Concurrent Proceedings Before the Court and the Landlord and Tenant Board Seeking to Evict a Non-Compliant Tenant

In the case of FCC 6 v. McCauley, our firm recently represented the condominium in its Application for eviction of a non-compliant tenant.  Its an important decision because the Court was asked to address the issue of concurrent proceedings before the Superior Court of Justice and the Landlord and Tenant Board (“LTB”) with respect to the sought eviction.

In this case, the tenant had continuously failed to comply with the provisions of the Condominium Act and the condominium’s governing documents by screaming and yelling obscenities, banging on doors, damaging the unit, threatening physical harm, and exposing herself, among other things. As a result of this non-compliant behaviour, the landlord owner had started various LTB applications pursuant to the Residential Tenancies Act seeking to evict the non-compliant tenant.

Because none of the landlord’s LTB Applications produced any meaningful outcome, and because the tenant’s behaviour remained problematic for other residents, the condominium corporation started a Court Application pursuant to section 134 of the Condominium Act against the tenant and the landlord owner seeking a compliance order and, if necessary, an eviction of the tenant.
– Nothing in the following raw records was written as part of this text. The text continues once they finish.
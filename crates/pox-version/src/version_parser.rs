//! Version parsing module

use lazy_static::lazy_static;
use regex::Regex;
use thiserror::Error;

use crate::Version;

/// Error type for strict version parsing
#[derive(Error, Debug, Clone, PartialEq, Eq)]
pub enum VersionParserError {
    #[error("Invalid version string \"{0}\"")]
    InvalidVersion(String),
    #[error("Invalid version string \"{version}\": {component} version does not fit in 64 bits")]
    ComponentOverflow {
        version: String,
        component: &'static str,
    },
}

lazy_static! {
    // Reference grammar from semver.org, with \d spelled out since Rust's \d is Unicode-aware
    static ref SEMVER_RE: Regex = Regex::new(concat!(
        r"^(0|[1-9][0-9]*)\.(0|[1-9][0-9]*)\.(0|[1-9][0-9]*)",
        r"(?:-((?:0|[1-9][0-9]*|[0-9]*[a-zA-Z-][0-9a-zA-Z-]*)(?:\.(?:0|[1-9][0-9]*|[0-9]*[a-zA-Z-][0-9a-zA-Z-]*))*))?",
        r"(?:\+([0-9a-zA-Z-]+(?:\.[0-9a-zA-Z-]+)*))?$",
    )).unwrap();
}

const COMPONENT_NAMES: [&str; 3] = ["major", "minor", "patch"];

/// Parser turning version text into [`Version`] values
#[derive(Debug, Clone, Copy, Default)]
pub struct VersionParser;

impl VersionParser {
    pub fn new() -> Self {
        VersionParser
    }

    /// Parse a version leniently. This never fails.
    ///
    /// - Metadata is everything after the first `+`.
    /// - A prerelease starts after the first `-` that precedes the metadata
    ///   marker and runs up to that marker.
    /// - The numeric core before both markers is split on `.`, segments that
    ///   are not unsigned integers are dropped, and the remaining one to three
    ///   numbers fill major, minor and patch. Any other count yields `0.0.0`.
    /// - Empty prerelease or metadata identifiers are dropped.
    pub fn parse(&self, version: &str) -> Version {
        let (core, prerelease, metadata) = split_segments(version);
        let (major, minor, patch) = parse_core(version, core);

        Version::with_identifiers(
            major,
            minor,
            patch,
            split_identifiers(prerelease),
            split_identifiers(metadata),
        )
    }

    /// Parse a version, accepting only the SemVer 2.0.0 grammar.
    ///
    /// On success the result is identical to [`VersionParser::parse`].
    pub fn parse_strict(&self, version: &str) -> Result<Version, VersionParserError> {
        let captures = SEMVER_RE
            .captures(version)
            .ok_or_else(|| VersionParserError::InvalidVersion(version.to_string()))?;

        for (index, component) in COMPONENT_NAMES.into_iter().enumerate() {
            captures[index + 1]
                .parse::<u64>()
                .map_err(|_| VersionParserError::ComponentOverflow {
                    version: version.to_string(),
                    component,
                })?;
        }

        Ok(self.parse(version))
    }
}

/// Split version text into its numeric core, prerelease and metadata parts
fn split_segments(version: &str) -> (&str, Option<&str>, Option<&str>) {
    let plus = version.find('+');
    // A '-' inside the metadata does not start a prerelease
    let dash = version
        .find('-')
        .filter(|&dash| plus.map_or(true, |plus| dash < plus));

    let metadata = plus.map(|plus| &version[plus + 1..]);
    let prerelease = dash.map(|dash| &version[dash + 1..plus.unwrap_or(version.len())]);
    let core_end = dash.or(plus).unwrap_or(version.len());

    (&version[..core_end], prerelease, metadata)
}

fn parse_core(version: &str, core: &str) -> (u64, u64, u64) {
    let components: Vec<u64> = core
        .split('.')
        .filter_map(|segment| match segment.parse::<u64>() {
            Ok(number) => Some(number),
            Err(_) => {
                log::trace!("Dropping segment \"{}\" of version \"{}\"", segment, version);
                None
            }
        })
        .collect();

    match components.as_slice() {
        [major] => (*major, 0, 0),
        [major, minor] => (*major, *minor, 0),
        [major, minor, patch] => (*major, *minor, *patch),
        _ => {
            log::debug!(
                "Version \"{}\" has {} numeric components, using 0.0.0",
                version,
                components.len()
            );
            (0, 0, 0)
        }
    }
}

fn split_identifiers(segment: Option<&str>) -> Vec<&str> {
    segment
        .map(|segment| segment.split('.').filter(|id| !id.is_empty()).collect())
        .unwrap_or_default()
}

#[cfg(test)]
mod tests {
    use super::*;

    fn parse(version: &str) -> Version {
        VersionParser::new().parse(version)
    }

    fn assert_core(version: &Version, major: u64, minor: u64, patch: u64) {
        assert_eq!(
            (version.major(), version.minor(), version.patch()),
            (major, minor, patch),
            "{:?}",
            version
        );
    }

    #[test]
    fn test_parse_components() {
        assert_core(&parse("10"), 10, 0, 0);
        assert_core(&parse("10.1"), 10, 1, 0);
        assert_core(&parse("0.1.5"), 0, 1, 5);
        assert_core(&parse("2.12.35"), 2, 12, 35);
        assert_core(&parse("18446744073709551615.0.1"), u64::MAX, 0, 1);
    }

    #[test]
    fn test_parse_prerelease() {
        let version = parse("10.1.5-alpha.1");
        assert_core(&version, 10, 1, 5);
        assert_eq!(version.prerelease_identifiers(), ["alpha", "1"]);
        assert!(version.metadata_identifiers().is_empty());
    }

    #[test]
    fn test_parse_metadata() {
        let version = parse("10.1.5-alpha.1+m1");
        assert_core(&version, 10, 1, 5);
        assert_eq!(version.prerelease_identifiers(), ["alpha", "1"]);
        assert_eq!(version.metadata_identifiers(), ["m1"]);

        let version = parse("1.0.0+20130313144700");
        assert!(version.prerelease_identifiers().is_empty());
        assert_eq!(version.metadata_identifiers(), ["20130313144700"]);
    }

    #[test]
    fn test_parse_hyphenated_identifiers() {
        let version = parse("1.0.0-x-y-z.--");
        assert_eq!(version.prerelease_identifiers(), ["x-y-z", "--"]);

        let version = parse("1.0.0-rc.1+build-7.exp");
        assert_eq!(version.prerelease_identifiers(), ["rc", "1"]);
        assert_eq!(version.metadata_identifiers(), ["build-7", "exp"]);
    }

    #[test]
    fn test_parse_dash_after_plus_belongs_to_metadata() {
        let version = parse("1.0.0+build-1");
        assert_core(&version, 1, 0, 0);
        assert!(version.prerelease_identifiers().is_empty());
        assert_eq!(version.metadata_identifiers(), ["build-1"]);
    }

    #[test]
    fn test_parse_malformed_falls_back_to_zero() {
        for input in ["Hello", "", "1.2.3.4", "a.b.c", ".", "-alpha", "+meta"] {
            assert_core(&parse(input), 0, 0, 0);
        }

        let version = parse("Hello");
        assert!(version.prerelease_identifiers().is_empty());
        assert!(version.metadata_identifiers().is_empty());

        let version = parse("-alpha");
        assert_eq!(version.prerelease_identifiers(), ["alpha"]);
    }

    #[test]
    fn test_parse_drops_unparseable_segments() {
        assert_core(&parse("1.x.3"), 1, 3, 0);
        assert_core(&parse("v1.2.3"), 2, 3, 0);
        assert_core(&parse("99999999999999999999.1.2"), 1, 2, 0);
        assert_core(&parse("1..2"), 1, 2, 0);
    }

    #[test]
    fn test_parse_drops_empty_identifiers() {
        let version = parse("1.0.0-alpha..1.+.meta.");
        assert_eq!(version.prerelease_identifiers(), ["alpha", "1"]);
        assert_eq!(version.metadata_identifiers(), ["meta"]);

        let version = parse("1.0.0-+");
        assert!(!version.is_prerelease());
        assert!(version.metadata_identifiers().is_empty());
    }

    #[test]
    fn test_render_is_idempotent() {
        let inputs = [
            "1.2.3",
            "0.0.0",
            "10.1.5-alpha.1",
            "10.1.5-alpha.1+m1",
            "1.0.0+20130313144700",
            "1.0.0-x.7.z.92",
            "1.0.0-0.3.7",
        ];
        for input in inputs {
            let rendered = parse(input).to_string();
            assert_eq!(rendered, input);
            assert_eq!(parse(&rendered).to_string(), rendered);
        }

        assert_eq!(parse("10").to_string(), "10.0.0");
        assert_eq!(parse("10.1").to_string(), "10.1.0");
        assert_eq!(parse("Hello").to_string(), "0.0.0");
    }

    #[test]
    fn test_parse_strict_valid() {
        let valid = [
            "0.0.4",
            "1.2.3",
            "10.20.30",
            "1.1.2-prerelease+meta",
            "1.1.2+meta-valid",
            "1.0.0-alpha",
            "1.0.0-alpha.beta.1",
            "1.0.0-alpha0.valid",
            "1.0.0-rc.1+build.1",
            "1.0.0-0A.is.legal",
            "1.2.3----RC-SNAPSHOT.12.9.1--.12+788",
            "1.0.0+0.build.1-rc.10000aaa-kk-0.1",
            "18446744073709551615.0.0",
        ];
        let parser = VersionParser::new();
        for input in valid {
            let version = parser.parse_strict(input);
            assert_eq!(version, Ok(parser.parse(input)), "{}", input);
        }
    }

    #[test]
    fn test_parse_strict_invalid() {
        let invalid = [
            "1",
            "1.2",
            "Hello",
            "1.2.3-0123",
            "1.2.3-0123.0123",
            "1.1.2+.123",
            "+invalid",
            "-invalid",
            "alpha.beta",
            "01.1.1",
            "1.01.1",
            "1.1.01",
            "1.2.3.DEV",
            "1.2.3-",
            "1.2.3+",
            "1.2.3-alpha_beta",
            "1.2.3-alpha..1",
            "v1.2.3",
            " 1.2.3",
            "1.2.3\n",
            "١.٢.٣",
        ];
        let parser = VersionParser::new();
        for input in invalid {
            assert_eq!(
                parser.parse_strict(input),
                Err(VersionParserError::InvalidVersion(input.to_string())),
                "{:?}",
                input
            );
        }
    }

    #[test]
    fn test_parse_strict_overflow() {
        let parser = VersionParser::new();
        assert_eq!(
            parser.parse_strict("18446744073709551616.0.0"),
            Err(VersionParserError::ComponentOverflow {
                version: "18446744073709551616.0.0".to_string(),
                component: "major",
            })
        );
        assert_eq!(
            parser.parse_strict("1.0.99999999999999999999-rc"),
            Err(VersionParserError::ComponentOverflow {
                version: "1.0.99999999999999999999-rc".to_string(),
                component: "patch",
            })
        );
    }

    #[test]
    fn test_error_messages() {
        assert_eq!(
            VersionParserError::InvalidVersion("1.2".to_string()).to_string(),
            "Invalid version string \"1.2\""
        );
        assert_eq!(
            VersionParserError::ComponentOverflow {
                version: "1.99999999999999999999.0".to_string(),
                component: "minor",
            }
            .to_string(),
            "Invalid version string \"1.99999999999999999999.0\": minor version does not fit in 64 bits"
        );
    }
}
At the hearing of the condominium’s Court Application, the tenant argued that the Application should be stayed (or put on hold) because the landlord had ongoing LTB applications in which it was also seeking to evict the tenant. In response to this argument, the Court determined that the condominium’s Court Application should not be stayed. The Court confirmed that the condominium corporation was not a party to the proceedings at the LTB and did not have much, if any, control over how the LTB applications proceeded or their outcome. The Court further stated as follows:

While it is always a matter of concern to have what are effectively parallel proceedings before different tribunals, seeking essentially the same relief, the two sets of proceedings are brought by different parties with different interests and different responsibilities. In the case of the applicant (the condominium corporation) it has, as has been pointed out, clear and unequivocal obligations under the Condominium Act, 1998 to ensure compliance with not only the Act, but the condominium declaration, the rules of the condominium and its bylaws. Under those circumstances I see no justification in further delaying the ability of the applicant to obtain relief because of the ongoing proceedings in front of the Landlord and Tenant Board.

The Court’s determination was due, in part, to the finding that the condominium corporation has its own obligations and rights under the Condominium Act (which are separate and distinct from the landlord’s obligations and rights under the Residential Tenancies Act).

Having said the above, we note that, in this particular case, the condominium corporation had provided the landlord owner with a reasonable opportunity to pursue her LTB applications seeking to evict the non-compliant tenant. In our view, unless there are exceptional circumstances, it makes good sense for condominium corporations to take a similar approach when dealing with a non-compliant tenant. Allowing the landlord owner to first seek eviction through the LTB can sometimes entirely resolve the matter without the condominium corporation having to incur significant legal costs (to pursue its Court Application) if the landlord owner is ultimately able to evict the non-compliant tenant at the LTB.  

In our view, the condominium corporation is not legally obligated to await the landlord’s enforcement efforts. However, if the landlord is willing and able to take effective enforcement steps against a non-compliant tenant, the landlord might be able to avoid a claim for costs (by the condominium corporation) if the condominium corporation decides not to await the outcome of the landlord’s efforts.  This of course will depend upon the specific circumstances of a given case, including the seriousness and urgency of the tenant’s non-compliant behaviour.

Ultimately, in the FCC 6 v McCauley matter, the Court found that the tenant had breached the provisions of the Condominium Act and the condominium’s governing documents and ordered that the tenant comply with such provisions, failing which the condominium corporation could then take steps to evict the tenant. Because the tenant subsequently continued to breach the provisions of the Condominium Act and the condominium’s governing documents, the Court ultimately granted an order evicting the non-compliant tenant from the condominium unit pursuant to section 134(4)(a) of the Condominium Act.

In our view, this case nicely confirms the separate and distinct enforcement rights of condominium corporations and landlords – and helps to clear up some of the confusion caused by previous decisions related to concurrent proceedings before the Court and the LTB.